§ REQUIRED WORK:
After locating the line that contains "use tracing::info;" in the data below, set down exactly that line and each one after it through the line that contains "async fn publish(&self, topic: &str, payload: &str)", and nothing more.

§ EXERCISE INPUTS:
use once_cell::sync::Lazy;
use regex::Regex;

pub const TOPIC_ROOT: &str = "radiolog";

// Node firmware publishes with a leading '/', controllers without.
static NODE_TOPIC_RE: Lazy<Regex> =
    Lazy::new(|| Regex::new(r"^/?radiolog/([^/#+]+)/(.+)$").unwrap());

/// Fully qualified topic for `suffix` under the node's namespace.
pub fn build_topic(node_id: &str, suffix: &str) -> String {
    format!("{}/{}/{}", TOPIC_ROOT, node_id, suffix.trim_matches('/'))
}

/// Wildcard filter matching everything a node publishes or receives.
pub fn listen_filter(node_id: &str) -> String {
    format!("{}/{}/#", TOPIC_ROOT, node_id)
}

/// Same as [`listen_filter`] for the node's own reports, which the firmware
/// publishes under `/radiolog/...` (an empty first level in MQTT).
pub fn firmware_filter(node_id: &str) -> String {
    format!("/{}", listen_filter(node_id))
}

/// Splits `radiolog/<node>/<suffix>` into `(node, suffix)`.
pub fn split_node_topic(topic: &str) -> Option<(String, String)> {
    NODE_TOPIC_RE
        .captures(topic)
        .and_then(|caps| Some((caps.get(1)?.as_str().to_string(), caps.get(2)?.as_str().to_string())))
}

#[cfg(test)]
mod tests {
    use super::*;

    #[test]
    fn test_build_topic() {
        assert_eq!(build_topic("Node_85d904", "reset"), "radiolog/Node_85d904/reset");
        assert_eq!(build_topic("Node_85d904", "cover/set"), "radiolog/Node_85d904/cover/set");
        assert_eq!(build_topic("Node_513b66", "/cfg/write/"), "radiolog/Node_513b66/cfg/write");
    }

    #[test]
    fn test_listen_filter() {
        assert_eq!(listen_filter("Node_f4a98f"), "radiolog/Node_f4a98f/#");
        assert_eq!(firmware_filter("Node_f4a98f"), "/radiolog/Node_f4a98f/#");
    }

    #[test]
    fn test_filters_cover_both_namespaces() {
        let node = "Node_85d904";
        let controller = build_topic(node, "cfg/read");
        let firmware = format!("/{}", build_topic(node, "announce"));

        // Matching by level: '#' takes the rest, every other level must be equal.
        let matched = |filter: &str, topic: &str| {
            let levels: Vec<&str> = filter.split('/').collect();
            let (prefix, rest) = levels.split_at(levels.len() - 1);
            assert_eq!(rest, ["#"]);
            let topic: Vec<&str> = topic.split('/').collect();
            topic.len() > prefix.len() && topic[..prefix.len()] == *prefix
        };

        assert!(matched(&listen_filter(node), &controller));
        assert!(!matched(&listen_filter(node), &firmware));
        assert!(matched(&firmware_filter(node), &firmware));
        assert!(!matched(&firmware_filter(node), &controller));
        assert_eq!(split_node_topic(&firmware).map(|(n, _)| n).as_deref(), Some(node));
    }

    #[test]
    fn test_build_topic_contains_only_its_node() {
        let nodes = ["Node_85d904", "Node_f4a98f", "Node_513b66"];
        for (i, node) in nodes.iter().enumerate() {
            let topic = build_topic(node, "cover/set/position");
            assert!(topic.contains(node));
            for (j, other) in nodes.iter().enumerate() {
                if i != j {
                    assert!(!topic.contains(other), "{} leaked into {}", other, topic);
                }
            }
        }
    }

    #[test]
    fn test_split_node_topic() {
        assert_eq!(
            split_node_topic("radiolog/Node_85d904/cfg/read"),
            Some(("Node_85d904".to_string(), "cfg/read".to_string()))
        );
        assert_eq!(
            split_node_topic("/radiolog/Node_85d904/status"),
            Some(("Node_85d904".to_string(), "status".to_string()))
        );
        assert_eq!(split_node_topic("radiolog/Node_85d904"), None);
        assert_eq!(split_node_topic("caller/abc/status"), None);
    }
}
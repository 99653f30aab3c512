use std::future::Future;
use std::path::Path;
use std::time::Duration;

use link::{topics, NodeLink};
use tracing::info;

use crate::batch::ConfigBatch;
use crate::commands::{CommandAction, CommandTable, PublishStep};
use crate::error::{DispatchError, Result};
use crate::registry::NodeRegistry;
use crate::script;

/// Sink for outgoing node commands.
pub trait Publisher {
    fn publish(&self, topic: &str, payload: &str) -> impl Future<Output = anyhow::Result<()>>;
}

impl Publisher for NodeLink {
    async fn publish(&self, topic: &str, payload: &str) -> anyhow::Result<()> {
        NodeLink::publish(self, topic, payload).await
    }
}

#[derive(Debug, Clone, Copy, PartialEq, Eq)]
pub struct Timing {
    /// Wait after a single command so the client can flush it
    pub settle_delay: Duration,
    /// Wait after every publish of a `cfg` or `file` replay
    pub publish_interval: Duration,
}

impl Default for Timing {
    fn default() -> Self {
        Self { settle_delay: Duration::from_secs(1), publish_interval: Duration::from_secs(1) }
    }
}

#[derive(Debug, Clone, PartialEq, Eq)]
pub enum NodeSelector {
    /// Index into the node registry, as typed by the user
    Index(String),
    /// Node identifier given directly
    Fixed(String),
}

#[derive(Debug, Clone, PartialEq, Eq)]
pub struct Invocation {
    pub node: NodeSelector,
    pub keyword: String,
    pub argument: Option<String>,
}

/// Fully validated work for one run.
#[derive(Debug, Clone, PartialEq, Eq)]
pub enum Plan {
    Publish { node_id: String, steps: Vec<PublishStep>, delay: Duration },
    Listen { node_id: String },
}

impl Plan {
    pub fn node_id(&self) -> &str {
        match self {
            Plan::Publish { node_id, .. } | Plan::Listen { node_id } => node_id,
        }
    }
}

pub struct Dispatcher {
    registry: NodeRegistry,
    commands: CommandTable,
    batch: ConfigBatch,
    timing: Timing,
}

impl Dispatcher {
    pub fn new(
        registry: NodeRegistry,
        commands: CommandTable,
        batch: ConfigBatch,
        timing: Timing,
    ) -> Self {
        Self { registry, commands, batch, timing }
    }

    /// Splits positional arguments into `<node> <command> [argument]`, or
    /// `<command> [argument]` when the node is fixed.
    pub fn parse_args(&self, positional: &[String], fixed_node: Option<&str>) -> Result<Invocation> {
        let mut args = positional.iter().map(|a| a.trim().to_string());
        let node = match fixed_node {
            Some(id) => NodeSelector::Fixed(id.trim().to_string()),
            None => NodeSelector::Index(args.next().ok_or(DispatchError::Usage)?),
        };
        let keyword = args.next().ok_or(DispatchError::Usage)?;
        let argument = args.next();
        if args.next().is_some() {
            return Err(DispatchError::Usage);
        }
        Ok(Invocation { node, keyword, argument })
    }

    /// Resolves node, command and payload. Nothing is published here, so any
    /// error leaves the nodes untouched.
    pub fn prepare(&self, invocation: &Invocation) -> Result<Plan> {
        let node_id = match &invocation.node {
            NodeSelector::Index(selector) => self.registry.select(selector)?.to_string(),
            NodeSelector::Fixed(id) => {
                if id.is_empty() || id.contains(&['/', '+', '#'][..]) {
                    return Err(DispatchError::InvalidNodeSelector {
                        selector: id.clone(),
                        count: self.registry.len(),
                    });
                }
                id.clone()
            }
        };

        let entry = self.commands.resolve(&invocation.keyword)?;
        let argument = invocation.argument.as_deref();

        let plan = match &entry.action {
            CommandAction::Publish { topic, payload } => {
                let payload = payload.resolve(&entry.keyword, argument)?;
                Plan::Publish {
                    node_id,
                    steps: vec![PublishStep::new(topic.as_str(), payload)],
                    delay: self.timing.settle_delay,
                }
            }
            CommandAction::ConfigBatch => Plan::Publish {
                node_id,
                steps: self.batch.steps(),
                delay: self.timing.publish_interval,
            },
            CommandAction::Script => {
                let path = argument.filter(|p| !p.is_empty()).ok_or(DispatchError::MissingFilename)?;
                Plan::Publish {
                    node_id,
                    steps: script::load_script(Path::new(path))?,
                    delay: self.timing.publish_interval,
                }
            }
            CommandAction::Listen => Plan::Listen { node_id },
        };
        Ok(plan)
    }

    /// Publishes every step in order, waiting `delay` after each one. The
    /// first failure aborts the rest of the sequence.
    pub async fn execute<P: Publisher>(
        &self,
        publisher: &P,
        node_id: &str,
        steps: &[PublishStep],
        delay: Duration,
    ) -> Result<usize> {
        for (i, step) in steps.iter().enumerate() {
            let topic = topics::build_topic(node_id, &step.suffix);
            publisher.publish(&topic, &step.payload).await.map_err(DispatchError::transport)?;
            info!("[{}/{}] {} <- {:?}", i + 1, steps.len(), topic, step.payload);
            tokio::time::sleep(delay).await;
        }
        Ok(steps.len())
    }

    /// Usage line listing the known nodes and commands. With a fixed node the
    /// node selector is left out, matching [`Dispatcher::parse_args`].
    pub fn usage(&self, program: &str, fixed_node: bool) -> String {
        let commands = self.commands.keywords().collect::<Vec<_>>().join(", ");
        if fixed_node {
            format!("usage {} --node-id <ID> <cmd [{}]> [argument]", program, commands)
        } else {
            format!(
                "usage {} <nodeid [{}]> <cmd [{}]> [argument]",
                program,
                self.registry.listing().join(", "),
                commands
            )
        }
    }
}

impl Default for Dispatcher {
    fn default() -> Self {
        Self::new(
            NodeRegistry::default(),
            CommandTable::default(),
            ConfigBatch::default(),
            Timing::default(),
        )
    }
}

§ WRITTEN SOLUTION:
use tracing::info;

use crate::batch::ConfigBatch;
use crate::commands::{CommandAction, CommandTable, PublishStep};
use crate::error::{DispatchError, Result};
use crate::registry::NodeRegistry;
use crate::script;

/// Sink for outgoing node commands.
pub trait Publisher {
    fn publish(&self, topic: &str, payload: &str) -> impl Future<Output = anyhow::Result<()>>;
}

impl Publisher for NodeLink {
    async fn publish(&self, topic: &str, payload: &str) -> anyhow::Result<()> {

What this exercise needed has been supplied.